The surge came on the heels of a record 1.4 million applications last year.
The average duration of the visa application process was just under two years, up from just over one year in 2015.
A new set of visa guidelines released last week by the Department of Homeland Security (DHS) make it easier for institutions to accept applications for 2019-20.
The Department of Labor (DOL) is also proposing to require all institutions that receive a visa application to hold a biometric-based card in order to expedite processing and submit applications.
The surge of applications was fueled by a new set in place that allows institutions to use a biometrics-based identity document, such as a driver’s license or passport, for all visa applications, according to DHS.

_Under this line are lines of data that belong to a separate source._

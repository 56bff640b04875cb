//! Goal progress aggregation
//!
//! Derives each goal's completion from the todos linked to it. The result is
//! a pure function of its inputs, cheap enough to recompute on every change.

use goaltrack_model::{Goal, GoalId, Todo};
use indexmap::IndexMap;
use serde::{Deserialize, Serialize};

/// Derived progress of one goal
#[derive(Debug, Clone, Copy, Default, PartialEq, Eq, Hash, Serialize, Deserialize)]
pub struct GoalProgress {
    /// Todos linked to the goal
    pub total: usize,
    /// Linked todos that are done
    pub done: usize,
    /// `round(100 * done / total)`, 0 when there are no linked todos
    pub percent: u8,
}

impl GoalProgress {
    /// Build progress from counts, deriving the percentage
    #[inline]
    #[must_use]
    pub fn from_counts(total: usize, done: usize) -> Self {
        Self {
            total,
            done,
            percent: percent(done, total),
        }
    }

    /// Whether every linked todo is done (false for an empty goal)
    #[inline]
    #[must_use]
    pub fn is_complete(&self) -> bool {
        self.total > 0 && self.done == self.total
    }
}

/// Progress per goal id, in goal input order
pub type ProgressMap = IndexMap<GoalId, GoalProgress>;

/// Completion percentage with round-half-up
///
/// Integer arithmetic only, so 1/2 is exactly 50 and 1/8 (12.5) is 13.
/// `done` is clamped to `total`.
#[must_use]
pub fn percent(done: usize, total: usize) -> u8 {
    if total == 0 {
        return 0;
    }
    let done = done.min(total) as u128;
    let total = total as u128;
    let rounded = (200 * done + total) / (2 * total);
    // done <= total keeps this within 0..=100
    u8::try_from(rounded).unwrap_or(100)
}

/// Aggregate progress for every goal
///
/// Every goal appears in the output, even without linked todos. Todos that
/// reference an unknown goal, or none, are ignored.
#[must_use]
pub fn aggregate(goals: &[Goal], todos: &[Todo]) -> ProgressMap {
    let mut counts: IndexMap<GoalId, (usize, usize)> = goals
        .iter()
        .map(|goal| (goal.id.clone(), (0, 0)))
        .collect();

    for todo in todos {
        let Some(goal_id) = todo.linked_goal() else {
            continue;
        };
        if let Some((total, done)) = counts.get_mut(goal_id) {
            *total += 1;
            if todo.is_done {
                *done += 1;
            }
        }
    }

    counts
        .into_iter()
        .map(|(id, (total, done))| (id, GoalProgress::from_counts(total, done)))
        .collect()
}

/// Progress of a single goal over a todo list
#[must_use]
pub fn progress_for(goal_id: &GoalId, todos: &[Todo]) -> GoalProgress {
    let (total, done) = todos
        .iter()
        .filter(|t| t.linked_goal() == Some(goal_id))
        .fold((0, 0), |(total, done), t| (total + 1, done + usize::from(t.is_done)));
    GoalProgress::from_counts(total, done)
}

/// Summary across all goals
#[derive(Debug, Clone, Copy, Default, PartialEq, Eq, Serialize, Deserialize)]
pub struct OverallProgress {
    /// Number of goals
    pub goals: usize,
    /// Goals whose linked todos are all done
    pub completed_goals: usize,
    /// Linked todos over all goals
    pub todos: GoalProgress,
}

/// Summarize a progress map
#[must_use]
pub fn overall(progress: &ProgressMap) -> OverallProgress {
    let (total, done) = progress
        .values()
        .fold((0, 0), |(t, d), p| (t + p.total, d + p.done));

    OverallProgress {
        goals: progress.len(),
        completed_goals: progress.values().filter(|p| p.is_complete()).count(),
        todos: GoalProgress::from_counts(total, done),
    }
}

#[cfg(test)]
mod tests {
    use super::*;
    use chrono::Utc;
    use goaltrack_model::TodoId;
    use pretty_assertions::assert_eq;
    use proptest::prelude::*;

    fn goal(id: &str) -> Goal {
        Goal::new(GoalId::new(id), id, Utc::now())
    }

    fn todo(id: &str, goal: Option<&str>, done: bool) -> Todo {
        let mut t = Todo::new(TodoId::new(id), id, goal.map(GoalId::new), Utc::now());
        t.is_done = done;
        t
    }

    #[test]
    fn half_done_goal_is_fifty_percent() {
        let goals = vec![goal("g1")];
        let todos = vec![todo("t1", Some("g1"), true), todo("t2", Some("g1"), false)];

        let progress = aggregate(&goals, &todos);

        assert_eq!(progress.len(), 1);
        assert_eq!(
            progress[&GoalId::new("g1")],
            GoalProgress {
                total: 2,
                done: 1,
                percent: 50
            }
        );
    }

    #[test]
    fn ghost_goal_reference_is_ignored() {
        let goals = vec![goal("g1")];
        let todos = vec![todo("t1", Some("ghost"), true), todo("t2", None, true)];

        let progress = aggregate(&goals, &todos);

        assert_eq!(progress.len(), 1);
        assert!(!progress.contains_key(&GoalId::new("ghost")));
        assert_eq!(progress[&GoalId::new("g1")], GoalProgress::default());
    }

    #[test]
    fn empty_goal_is_zero_percent() {
        let progress = aggregate(&[goal("g1")], &[]);
        assert_eq!(progress[&GoalId::new("g1")].percent, 0);
    }

    #[test]
    fn output_keeps_goal_order() {
        let goals = vec![goal("b"), goal("a"), goal("c")];
        let keys: Vec<_> = aggregate(&goals, &[]).into_keys().map(|k| k.0).collect();
        assert_eq!(keys, vec!["b", "a", "c"]);
    }

    #[test]
    fn rounding_is_half_up() {
        assert_eq!(percent(1, 8), 13); // 12.5
        assert_eq!(percent(1, 3), 33);
        assert_eq!(percent(2, 3), 67);
        assert_eq!(percent(1, 200), 1); // 0.5
        assert_eq!(percent(3, 3), 100);
        assert_eq!(percent(0, 0), 0);
    }

    #[test]
    fn single_goal_matches_aggregate() {
        let goals = vec![goal("g1"), goal("g2")];
        let todos = vec![
            todo("t1", Some("g1"), true),
            todo("t2", Some("g2"), false),
            todo("t3", Some("g1"), false),
            todo("t4", Some("g1"), true),
        ];
        let id = GoalId::new("g1");
        assert_eq!(progress_for(&id, &todos), aggregate(&goals, &todos)[&id]);
    }

    #[test]
    fn overall_counts_complete_goals() {
        let goals = vec![goal("g1"), goal("g2"), goal("g3")];
        let todos = vec![
            todo("t1", Some("g1"), true),
            todo("t2", Some("g2"), true),
            todo("t3", Some("g2"), false),
        ];
        let summary = overall(&aggregate(&goals, &todos));

        assert_eq!(summary.goals, 3);
        assert_eq!(summary.completed_goals, 1);
        assert_eq!(summary.todos, GoalProgress::from_counts(3, 2));
    }

    fn arb_inputs() -> impl Strategy<Value = (Vec<Goal>, Vec<Todo>)> {
        let goal_ids = proptest::collection::hash_set("[a-e]", 0..5);
        let todo_specs = proptest::collection::vec(
            (proptest::option::of("[a-g]"), any::<bool>()),
            0..60,
        );
        (goal_ids, todo_specs).prop_map(|(ids, specs)| {
            let goals = ids.iter().map(|id| goal(id)).collect();
            let todos = specs
                .iter()
                .enumerate()
                .map(|(i, (g, done))| todo(&format!("t{i}"), g.as_deref(), *done))
                .collect();
            (goals, todos)
        })
    }

    proptest! {
        #[test]
        fn counts_match_linked_todos((goals, todos) in arb_inputs()) {
            let progress = aggregate(&goals, &todos);
            prop_assert_eq!(progress.len(), goals.len());

            for g in &goals {
                let linked: Vec<_> = todos.iter().filter(|t| t.goal_id.as_ref() == Some(&g.id)).collect();
                let p = progress[&g.id];
                prop_assert_eq!(p.total, linked.len());
                prop_assert_eq!(p.done, linked.iter().filter(|t| t.is_done).count());
                prop_assert!(p.percent <= 100);
                if p.total == 0 {
                    prop_assert_eq!(p.percent, 0);
                }
            }
        }

        #[test]
        fn aggregate_is_idempotent((goals, todos) in arb_inputs()) {
            prop_assert_eq!(aggregate(&goals, &todos), aggregate(&goals, &todos));
        }

        #[test]
        fn percent_within_bounds(done in 0usize..10_000, total in 0usize..10_000) {
            let p = percent(done, total);
            prop_assert!(p <= 100);
            if total == 0 {
                prop_assert_eq!(p, 0);
            }
        }
    }
}
//! Remote Store Adapter
//!
//! The managed document store is an external collaborator. This trait is the
//! whole surface the client needs from it: four collections per user
//! partition, ordered reads, single and batched writes.

use crate::error::StoreResult;
use async_trait::async_trait;
use chrono::NaiveDate;
use goaltrack_model::{
    Activity, DailyLog, DailyLogId, DailyLogPatch, Goal, GoalId, NewDailyLog, Todo, TodoId,
    UserId,
};

/// Clamp a requested percentage into `0..=100`
#[inline]
#[must_use]
pub fn clamp_percent(percent: i32) -> u8 {
    // clamped range always fits
    u8::try_from(percent.clamp(0, 100)).unwrap_or(100)
}

/// Per-user document store
///
/// Reads are ordered:
/// - goals and todos newest first by creation time
/// - activities by name
/// - daily logs by date, then creation time, newest first
///
/// Create operations return the stored record with its server id and
/// server timestamp.
#[async_trait]
pub trait RemoteStore: Send + Sync {
    /// All goals of the user
    async fn list_goals(&self, user: &UserId) -> StoreResult<Vec<Goal>>;

    /// Create a goal with zero progress
    async fn create_goal(&self, user: &UserId, title: &str) -> StoreResult<Goal>;

    /// Store a goal's cached percentage, clamped to `0..=100`
    ///
    /// Returns the value actually stored.
    async fn set_goal_progress(&self, user: &UserId, goal_id: &GoalId, percent: i32)
        -> StoreResult<u8>;

    /// Delete a goal; linked todos are left dangling
    async fn delete_goal(&self, user: &UserId, goal_id: &GoalId) -> StoreResult<()>;

    /// All todos of the user
    async fn list_todos(&self, user: &UserId) -> StoreResult<Vec<Todo>>;

    /// Create an open todo
    async fn create_todo(
        &self,
        user: &UserId,
        title: &str,
        goal_id: Option<&GoalId>,
    ) -> StoreResult<Todo>;

    /// Create several open todos in one atomic batch
    ///
    /// Either every todo is written or none is. Results follow `titles` order.
    async fn create_todos_bulk(
        &self,
        user: &UserId,
        titles: &[String],
        goal_id: Option<&GoalId>,
    ) -> StoreResult<Vec<Todo>>;

    /// Mark a todo done or open
    async fn set_todo_done(&self, user: &UserId, todo_id: &TodoId, is_done: bool)
        -> StoreResult<()>;

    /// Delete a todo
    async fn delete_todo(&self, user: &UserId, todo_id: &TodoId) -> StoreResult<()>;

    /// All activities of the user
    async fn list_activities(&self, user: &UserId) -> StoreResult<Vec<Activity>>;

    /// Create an activity label
    async fn create_activity(&self, user: &UserId, name: &str) -> StoreResult<Activity>;

    /// Daily logs dated within `start..=end`
    async fn list_daily_logs(
        &self,
        user: &UserId,
        start: NaiveDate,
        end: NaiveDate,
    ) -> StoreResult<Vec<DailyLog>>;

    /// Create a daily log
    async fn create_daily_log(&self, user: &UserId, entry: &NewDailyLog) -> StoreResult<DailyLog>;

    /// Apply a partial update to a daily log
    async fn update_daily_log(
        &self,
        user: &UserId,
        log_id: &DailyLogId,
        patch: &DailyLogPatch,
    ) -> StoreResult<()>;

    /// Delete a daily log
    async fn delete_daily_log(&self, user: &UserId, log_id: &DailyLogId) -> StoreResult<()>;
}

DOL and DHS also announced last week that the Department’s biometric immigration database would be upgraded to include a new fingerprint and iris scanning system.
According to the DHS, the biometric system will include the ability to electronically check an individual’s fingerprints or iris scans on a daily basis.
The biometric fingerprint and biometric iris system will also be used for non-immigrant visas, and visa applicants will be required to provide biometric information when applying for admission to the United Kingdom, Germany, Australia, Canada, New Zealand, South Africa, Norway, Switzerland, the Netherlands, Iceland, the United Arab Emirates, Singapore, Thailand, and Vietnam.
The new biometric systems will also expand the capacity of the existing biometric biometric verification system for other immigration-related visa applications.
The new biometers will be able to electronically scan fingerprints and irises for the purposes of visa applications from a variety of jurisdictions, including: the United Nations, the European Union, and the U.S. Department of State.
Applicants will be limited to the biometriometric system, and any other system that can produce a digital image, such the photo or video of a person, or the fingerprint of an individual, will not be permitted.
Under the new biometer system, all visa applicants who do not have a valid biometric document will be eligible for a biographic-based visa.
In addition, all applicants who apply through an institution that does not have an existing biometrically-based system will be permitted to apply through the new system.
Applicants who are not a citizen of the United State, have been a U.K. national for at least three years, have lived in the United Republic of Ireland, or have a permanent resident visa or nonimmigrant visa with a U .
Embassy or Consulate will be considered nonimmigrant visas.